=== What needs to be done ===
Pick each line that has "other" out of the records.

[Saved entries]

--- START ---

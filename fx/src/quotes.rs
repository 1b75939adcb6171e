//! Quote sets and the conventions used to read them.

use std::collections::HashMap;
use std::fmt;
use std::str::FromStr;

use rust_decimal::Decimal;
use serde::{Deserialize, Serialize};
use wallet_common::CurrencyCode;

use crate::error::{FxError, FxResult};

/// Raw quotes as returned by a source, before validation.
pub type RawQuotes = HashMap<String, Decimal>;

/// How a quote relates a currency to the reference currency.
#[derive(Debug, Clone, Copy, PartialEq, Eq, Default, Serialize, Deserialize)]
#[serde(rename_all = "snake_case")]
pub enum QuoteConvention {
    /// Quote is the price of one unit in the reference currency
    /// (`USD = 80` with reference RUB: 1 USD costs 80 RUB).
    #[default]
    ReferencePerUnit,
    /// Quote is how many units one reference unit buys
    /// (`USD = 80` with reference RUB: 1 RUB buys 80 USD).
    UnitsPerReference,
}

impl QuoteConvention {
    /// Rate for converting one unit of the quoted currency into the reference.
    pub fn to_reference(self, code: &CurrencyCode, quote: Decimal) -> FxResult<Decimal> {
        match self {
            QuoteConvention::ReferencePerUnit => usable(code, quote),
            QuoteConvention::UnitsPerReference => reciprocal(code, quote),
        }
    }

    /// Rate for converting one reference unit into the quoted currency.
    pub fn from_reference(self, code: &CurrencyCode, quote: Decimal) -> FxResult<Decimal> {
        match self {
            QuoteConvention::ReferencePerUnit => reciprocal(code, quote),
            QuoteConvention::UnitsPerReference => usable(code, quote),
        }
    }
}

fn usable(code: &CurrencyCode, quote: Decimal) -> FxResult<Decimal> {
    if quote.is_zero() {
        return Err(FxError::UnusableQuote(code.clone()));
    }
    Ok(quote)
}

fn reciprocal(code: &CurrencyCode, quote: Decimal) -> FxResult<Decimal> {
    Decimal::ONE
        .checked_div(quote)
        .filter(|rate| !rate.is_zero())
        .ok_or_else(|| FxError::UnusableQuote(code.clone()))
}

impl fmt::Display for QuoteConvention {
    fn fmt(&self, f: &mut fmt::Formatter<'_>) -> fmt::Result {
        match self {
            QuoteConvention::ReferencePerUnit => f.write_str("reference_per_unit"),
            QuoteConvention::UnitsPerReference => f.write_str("units_per_reference"),
        }
    }
}

impl FromStr for QuoteConvention {
    type Err = String;

    fn from_str(s: &str) -> Result<Self, Self::Err> {
        match s.trim().to_ascii_lowercase().as_str() {
            "reference_per_unit" => Ok(QuoteConvention::ReferencePerUnit),
            "units_per_reference" => Ok(QuoteConvention::UnitsPerReference),
            other => Err(format!("unknown quote convention: {other}")),
        }
    }
}

/// Validated quotes against a single reference currency.
///
/// The reference currency is always present at exactly 1.
#[derive(Debug, Clone, PartialEq)]
pub struct QuoteSet {
    reference: CurrencyCode,
    quotes: HashMap<CurrencyCode, Decimal>,
}

impl QuoteSet {
    /// Validate raw source output.
    ///
    /// Codes are normalized to upper case. Negative quotes, malformed or
    /// duplicated codes, and a reference quote other than 1 are rejected.
    /// Zero quotes are kept and fail at resolution time.
    pub fn from_raw(reference: &CurrencyCode, raw: RawQuotes) -> FxResult<Self> {
        let mut quotes = HashMap::with_capacity(raw.len() + 1);

        for (code, quote) in raw {
            let code = CurrencyCode::parse(&code)
                .map_err(|e| FxError::ParseError(e.to_string()))?;
            if quote.is_sign_negative() && !quote.is_zero() {
                return Err(FxError::ParseError(format!("negative quote {quote} for {code}")));
            }
            if &code == reference && quote != Decimal::ONE {
                return Err(FxError::ParseError(format!(
                    "reference currency {code} quoted at {quote}, expected 1"
                )));
            }
            if quotes.insert(code.clone(), quote).is_some() {
                return Err(FxError::ParseError(format!("duplicate quote for {code}")));
            }
        }

        quotes.insert(reference.clone(), Decimal::ONE);

        Ok(Self {
            reference: reference.clone(),
            quotes,
        })
    }

    /// The reference currency.
    pub fn reference(&self) -> &CurrencyCode {
        &self.reference
    }

    /// Quote for a currency, if present.
    pub fn get(&self, code: &CurrencyCode) -> Option<Decimal> {
        self.quotes.get(code).copied()
    }

    /// Look up a quote or fail with `CurrencyNotQuoted`.
    pub fn require(&self, code: &CurrencyCode) -> FxResult<Decimal> {
        self.get(code)
            .ok_or_else(|| FxError::CurrencyNotQuoted(code.clone()))
    }

    /// Whether the currency is quoted.
    pub fn contains(&self, code: &CurrencyCode) -> bool {
        self.quotes.contains_key(code)
    }

    /// Number of quoted currencies, reference included.
    pub fn len(&self) -> usize {
        self.quotes.len()
    }

    /// Always false: the reference is always quoted.
    pub fn is_empty(&self) -> bool {
        self.quotes.is_empty()
    }

    /// Iterate over all quotes.
    pub fn iter(&self) -> impl Iterator<Item = (&CurrencyCode, Decimal)> {
        self.quotes.iter().map(|(code, quote)| (code, *quote))
    }
}

#[cfg(test)]
mod tests {
    use super::*;
    use rust_decimal_macros::dec;

    fn rub() -> CurrencyCode {
        CurrencyCode::parse("RUB").unwrap()
    }

    #[test]
    fn test_reference_always_present() {
        let raw = RawQuotes::from([("usd".to_string(), dec!(80))]);
        let quotes = QuoteSet::from_raw(&rub(), raw).unwrap();

        assert_eq!(quotes.get(&rub()), Some(Decimal::ONE));
        assert_eq!(quotes.get(&CurrencyCode::parse("USD").unwrap()), Some(dec!(80)));
        assert_eq!(quotes.len(), 2);
    }

    #[test]
    fn test_rejects_bad_reference_quote() {
        let raw = RawQuotes::from([("RUB".to_string(), dec!(2))]);
        assert!(matches!(
            QuoteSet::from_raw(&rub(), raw),
            Err(FxError::ParseError(_))
        ));
    }

    #[test]
    fn test_rejects_negative_and_malformed() {
        let negative = RawQuotes::from([("USD".to_string(), dec!(-1))]);
        assert!(matches!(
            QuoteSet::from_raw(&rub(), negative),
            Err(FxError::ParseError(_))
        ));

        let malformed = RawQuotes::from([("US".to_string(), dec!(80))]);
        assert!(matches!(
            QuoteSet::from_raw(&rub(), malformed),
            Err(FxError::ParseError(_))
        ));
    }

    #[test]
    fn test_rejects_duplicate_after_normalization() {
        let raw = RawQuotes::from([
            ("usd".to_string(), dec!(80)),
            ("USD".to_string(), dec!(81)),
        ]);
        assert!(matches!(
            QuoteSet::from_raw(&rub(), raw),
            Err(FxError::ParseError(_))
        ));
    }

    #[test]
    fn test_zero_quote_kept_but_unusable() {
        let usd = CurrencyCode::parse("USD").unwrap();
        let raw = RawQuotes::from([("USD".to_string(), Decimal::ZERO)]);
        let quotes = QuoteSet::from_raw(&rub(), raw).unwrap();

        let quote = quotes.require(&usd).unwrap();
        for convention in [QuoteConvention::ReferencePerUnit, QuoteConvention::UnitsPerReference] {
            assert_eq!(
                convention.from_reference(&usd, quote),
                Err(FxError::UnusableQuote(usd.clone()))
            );
            assert_eq!(
                convention.to_reference(&usd, quote),
                Err(FxError::UnusableQuote(usd.clone()))
            );
        }
    }

    #[test]
    fn test_convention_direction() {
        let usd = CurrencyCode::parse("USD").unwrap();

        let reference_per_unit = QuoteConvention::ReferencePerUnit;
        assert_eq!(reference_per_unit.to_reference(&usd, dec!(80)).unwrap(), dec!(80));
        assert_eq!(reference_per_unit.from_reference(&usd, dec!(80)).unwrap(), dec!(0.0125));

        let units_per_reference = QuoteConvention::UnitsPerReference;
        assert_eq!(units_per_reference.to_reference(&usd, dec!(80)).unwrap(), dec!(0.0125));
        assert_eq!(units_per_reference.from_reference(&usd, dec!(80)).unwrap(), dec!(80));
    }

    #[test]
    fn test_convention_parse() {
        assert_eq!(
            "UNITS_PER_REFERENCE".parse::<QuoteConvention>().unwrap(),
            QuoteConvention::UnitsPerReference
        );
        assert!("per_unit".parse::<QuoteConvention>().is_err());
    }
}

--- END ---

=== Finished task ===
            other => Err(format!("unknown quote convention: {other}")),
    /// duplicated codes, and a reference quote other than 1 are rejected.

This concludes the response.